About this exercise
Print every line of the data word for word.

+ + +

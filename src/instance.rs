// This Source Code Form is subject to the terms of the Mozilla Public
// License, v. 2.0. If a copy of the MPL was not distributed with this
// file, You can obtain one at http://mozilla.org/MPL/2.0/.
//
// Copyright (c) DUSK NETWORK. All rights reserved.

//! BA Instance Table and the inner `Agreement` black-box contract.
//!
//! The inner state machine is observed only through [`Agreement`]; nothing
//! in this crate assumes how it reaches a decision. Construction is two
//! phase, breaking the cyclic reference between the manager and the
//! instance it owns: a [`ReceiverHandle`]
//! capability — a round counter plus the `restart_notary` channel — is
//! built by the manager first and handed to the instance, so the instance
//! never needs a back-pointer into the manager.

use crate::error::{Error, Result};
use crate::filter::VoteFilter;
use crate::types::{Block, Crs, NodeId, Position, Vote};
use async_trait::async_trait;
use std::collections::BTreeSet;
use std::sync::atomic::{AtomicU64, Ordering};
use std::sync::Arc;
use tokio::sync::{mpsc, Mutex, Notify};

pub type NotarySet = BTreeSet<NodeId>;

/// Capability handed to an [`Agreement`] implementation at construction so
/// it can signal the owning driver without holding a reference back into
/// the manager. Capacity-1.
#[derive(Clone)]
pub struct ReceiverHandle {
    round: Arc<AtomicU64>,
    restart_notary_tx: mpsc::Sender<Position>,
}

impl ReceiverHandle {
    pub fn round(&self) -> u64 {
        self.round.load(Ordering::Acquire)
    }

    /// Called by the `Agreement` implementation's internal `BlockConfirmed`
    /// event to request a restart at the next height. Non-blocking: the
    /// channel's capacity-1 buffer means a value is always deliverable
    /// without the instance stalling.
    pub fn notify_restart(&self, position: Position) {
        let _ = self.restart_notary_tx.try_send(position);
    }
}

/// The driver-held other half of a [`ReceiverHandle`]: the bounded(1)
/// `restart_notary` channel plus the round counter the receiver publishes
/// into at round start.
pub struct RestartChannel {
    round: Arc<AtomicU64>,
    tx: mpsc::Sender<Position>,
    rx: mpsc::Receiver<Position>,
}

impl RestartChannel {
    pub fn new() -> Self {
        let (tx, rx) = mpsc::channel(1);
        Self {
            round: Arc::new(AtomicU64::new(0)),
            tx,
            rx,
        }
    }

    /// The capability handed to the `Agreement` implementation.
    pub fn handle(&self) -> ReceiverHandle {
        ReceiverHandle {
            round: self.round.clone(),
            restart_notary_tx: self.tx.clone(),
        }
    }

    pub fn set_round(&self, round: u64) {
        self.round.store(round, Ordering::Release);
    }

    /// Pushes the round-start sentinel. The
    /// channel is empty at this point by protocol, so the non-blocking
    /// send is guaranteed to succeed.
    pub fn push_initial_kick(&self, position: Position) {
        let _ = self.tx.try_send(position);
    }

    pub async fn recv(&mut self) -> Option<Position> {
        self.rx.recv().await
    }

    pub fn try_recv(&mut self) -> Option<Position> {
        self.rx.try_recv().ok()
    }
}

impl Default for RestartChannel {
    fn default() -> Self {
        Self::new()
    }
}

/// Black-box contract the inner Byzantine Agreement state machine must
/// satisfy. Implementations live outside this crate.
#[async_trait]
pub trait Agreement: Send + Sync {
    /// Current voting target.
    fn agreement_id(&self) -> Position;

    /// `true` once this instance has decided. Doubles as the non-blocking
    /// half of the `done()` priority-select.
    fn confirmed(&self) -> bool;

    /// Fires (may fire repeatedly, edge-triggered) when the instance
    /// transitions to confirmed. The blocking half of the priority select.
    fn notify_done(&self) -> Arc<Notify>;

    async fn process_vote(&mut self, vote: Vote) -> Result<()>;
    async fn process_block(&mut self, block: Block) -> Result<()>;

    /// Advances the voter's frontier in `filter` to reflect votes this
    /// instance has already accepted, so future stale votes drop before
    /// reaching the instance at all.
    fn update_filter(&self, filter: &mut VoteFilter);

    /// Advances the protocol clock by one state transition.
    fn next_state(&mut self) -> Result<()>;

    /// How many ticker ticks must elapse before the next `next_state` call.
    fn clocks(&self) -> u32;

    /// `true` when the instance believes it is missing votes.
    fn pull_votes(&self) -> bool;

    /// Reinitializes the instance for a new position.
    fn restart(
        &mut self,
        notary_set: NotarySet,
        position: Position,
        leader: NodeId,
        crs: Crs,
    );

    /// Sets `agreement_id` to `STOP` and releases any blocking signals.
    fn stop(&mut self);
}

/// Per-chain mutable state owned by the manager: the inner state machine,
/// its current notary set / CRS (implicit in the `Agreement` impl), and the
/// restart-notification plumbing. Singly owned — only the instance's own
/// driver and dispatcher calls holding the manager's read lock touch it,
/// and only under the instance's own mutex.
pub struct BaInstance {
    pub(crate) inner: Mutex<Box<dyn Agreement>>,
    pub(crate) restart_channel: Mutex<RestartChannel>,
    pub(crate) receiver: ReceiverHandle,
}

impl BaInstance {
    /// Two-phase construction: the caller first builds a [`RestartChannel`],
    /// hands its [`ReceiverHandle`] to the `Agreement` implementation's own
    /// constructor, and then wraps both here.
    pub fn new(inner: Box<dyn Agreement>, channel: RestartChannel) -> Self {
        let receiver = channel.handle();
        Self {
            inner: Mutex::new(inner),
            restart_channel: Mutex::new(channel),
            receiver,
        }
    }

    pub fn receiver(&self) -> ReceiverHandle {
        self.receiver.clone()
    }

    /// Current voting target of the inner state machine.
    pub async fn agreement_id(&self) -> Position {
        self.inner.lock().await.agreement_id()
    }
}

/// Checks the chain-bounds precondition shared by every dispatcher.
pub fn check_chain_id(chain_id: u32, len: usize) -> Result<()> {
    if chain_id as usize >= len {
        return Err(Error::InvalidChainId(chain_id));
    }
    Ok(())
}

#[cfg(test)]
mod tests {
    use super::*;

    #[tokio::test]
    async fn restart_channel_delivers_initial_kick() {
        let mut channel = RestartChannel::new();
        channel.push_initial_kick(Position::stop(3));
        let received = channel.recv().await.unwrap();
        assert!(received.is_stop());
        assert_eq!(received.round, 3);
    }

    #[test]
    fn check_chain_id_rejects_out_of_range() {
        assert!(check_chain_id(2, 2).is_err());
        assert!(check_chain_id(1, 2).is_ok());
    }
}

+ + +

Result of the task
filename src/instance.rs
// This Source Code Form is subject to the terms of the Mozilla Public
// License, v. 2.0. If a copy of the MPL was not distributed with this
// file, You can obtain one at http://mozilla.org/MPL/2.0/.
//
// Copyright (c) DUSK NETWORK. All rights reserved.

//! BA Instance Table and the inner `Agreement` black-box contract.
//!
//! The inner state machine is observed only through [`Agreement`]; nothing
//! in this crate assumes how it reaches a decision. Construction is two
//! phase, breaking the cyclic reference between the manager and the
//! instance it owns: a [`ReceiverHandle`]
//! capability — a round counter plus the `restart_notary` channel — is
//! built by the manager first and handed to the instance, so the instance
//! never needs a back-pointer into the manager.

use crate::error::{Error, Result};
use crate::filter::VoteFilter;
use crate::types::{Block, Crs, NodeId, Position, Vote};
use async_trait::async_trait;
use std::collections::BTreeSet;
use std::sync::atomic::{AtomicU64, Ordering};
use std::sync::Arc;
use tokio::sync::{mpsc, Mutex, Notify};

pub type NotarySet = BTreeSet<NodeId>;

/// Capability handed to an [`Agreement`] implementation at construction so
/// it can signal the owning driver without holding a reference back into
/// the manager. Capacity-1.
#[derive(Clone)]
pub struct ReceiverHandle {
    round: Arc<AtomicU64>,
    restart_notary_tx: mpsc::Sender<Position>,
}

impl ReceiverHandle {
    pub fn round(&self) -> u64 {
        self.round.load(Ordering::Acquire)
    }

    /// Called by the `Agreement` implementation's internal `BlockConfirmed`
    /// event to request a restart at the next height. Non-blocking: the
    /// channel's capacity-1 buffer means a value is always deliverable
    /// without the instance stalling.
    pub fn notify_restart(&self, position: Position) {
        let _ = self.restart_notary_tx.try_send(position);
    }
}

/// The driver-held other half of a [`ReceiverHandle`]: the bounded(1)
/// `restart_notary` channel plus the round counter the receiver publishes
/// into at round start.
pub struct RestartChannel {
    round: Arc<AtomicU64>,
    tx: mpsc::Sender<Position>,
    rx: mpsc::Receiver<Position>,
}

impl RestartChannel {
    pub fn new() -> Self {
        let (tx, rx) = mpsc::channel(1);
        Self {
            round: Arc::new(AtomicU64::new(0)),
            tx,
            rx,
        }
    }

    /// The capability handed to the `Agreement` implementation.
    pub fn handle(&self) -> ReceiverHandle {
        ReceiverHandle {
            round: self.round.clone(),
            restart_notary_tx: self.tx.clone(),
        }
    }

    pub fn set_round(&self, round: u64) {
        self.round.store(round, Ordering::Release);
    }

    /// Pushes the round-start sentinel. The
    /// channel is empty at this point by protocol, so the non-blocking
    /// send is guaranteed to succeed.
    pub fn push_initial_kick(&self, position: Position) {
        let _ = self.tx.try_send(position);
    }

    pub async fn recv(&mut self) -> Option<Position> {
        self.rx.recv().await
    }

    pub fn try_recv(&mut self) -> Option<Position> {
        self.rx.try_recv().ok()
    }
}

impl Default for RestartChannel {
    fn default() -> Self {
        Self::new()
    }
}

/// Black-box contract the inner Byzantine Agreement state machine must
/// satisfy. Implementations live outside this crate.
#[async_trait]
pub trait Agreement: Send + Sync {
    /// Current voting target.
    fn agreement_id(&self) -> Position;

    /// `true` once this instance has decided. Doubles as the non-blocking
    /// half of the `done()` priority-select.
    fn confirmed(&self) -> bool;

    /// Fires (may fire repeatedly, edge-triggered) when the instance
    /// transitions to confirmed. The blocking half of the priority select.
    fn notify_done(&self) -> Arc<Notify>;

    async fn process_vote(&mut self, vote: Vote) -> Result<()>;
    async fn process_block(&mut self, block: Block) -> Result<()>;

    /// Advances the voter's frontier in `filter` to reflect votes this
    /// instance has already accepted, so future stale votes drop before
    /// reaching the instance at all.
    fn update_filter(&self, filter: &mut VoteFilter);

    /// Advances the protocol clock by one state transition.
    fn next_state(&mut self) -> Result<()>;

    /// How many ticker ticks must elapse before the next `next_state` call.
    fn clocks(&self) -> u32;

    /// `true` when the instance believes it is missing votes.
    fn pull_votes(&self) -> bool;

    /// Reinitializes the instance for a new position.
    fn restart(
        &mut self,
        notary_set: NotarySet,
        position: Position,
        leader: NodeId,
        crs: Crs,
    );

    /// Sets `agreement_id` to `STOP` and releases any blocking signals.
    fn stop(&mut self);
}

/// Per-chain mutable state owned by the manager: the inner state machine,
/// its current notary set / CRS (implicit in the `Agreement` impl), and the
/// restart-notification plumbing. Singly owned — only the instance's own
/// driver and dispatcher calls holding the manager's read lock touch it,
/// and only under the instance's own mutex.
pub struct BaInstance {
    pub(crate) inner: Mutex<Box<dyn Agreement>>,
    pub(crate) restart_channel: Mutex<RestartChannel>,
    pub(crate) receiver: ReceiverHandle,
}

impl BaInstance {
    /// Two-phase construction: the caller first builds a [`RestartChannel`],
    /// hands its [`ReceiverHandle`] to the `Agreement` implementation's own
    /// constructor, and then wraps both here.
    pub fn new(inner: Box<dyn Agreement>, channel: RestartChannel) -> Self {
        let receiver = channel.handle();
        Self {
            inner: Mutex::new(inner),
            restart_channel: Mutex::new(channel),
            receiver,
        }
    }

    pub fn receiver(&self) -> ReceiverHandle {
        self.receiver.clone()
    }

    /// Current voting target of the inner state machine.
    pub async fn agreement_id(&self) -> Position {
        self.inner.lock().await.agreement_id()
    }
}

/// Checks the chain-bounds precondition shared by every dispatcher.
pub fn check_chain_id(chain_id: u32, len: usize) -> Result<()> {
    if chain_id as usize >= len {
        return Err(Error::InvalidChainId(chain_id));
    }
    Ok(())
}

#[cfg(test)]
mod tests {
    use super::*;

    #[tokio::test]
    async fn restart_channel_delivers_initial_kick() {
        let mut channel = RestartChannel::new();
        channel.push_initial_kick(Position::stop(3));
        let received = channel.recv().await.unwrap();
        assert!(received.is_stop());
        assert_eq!(received.round, 3);
    }

    #[test]
    fn check_chain_id_rejects_out_of_range() {
        assert!(check_chain_id(2, 2).is_err());
        assert!(check_chain_id(1, 2).is_ok());
    }
}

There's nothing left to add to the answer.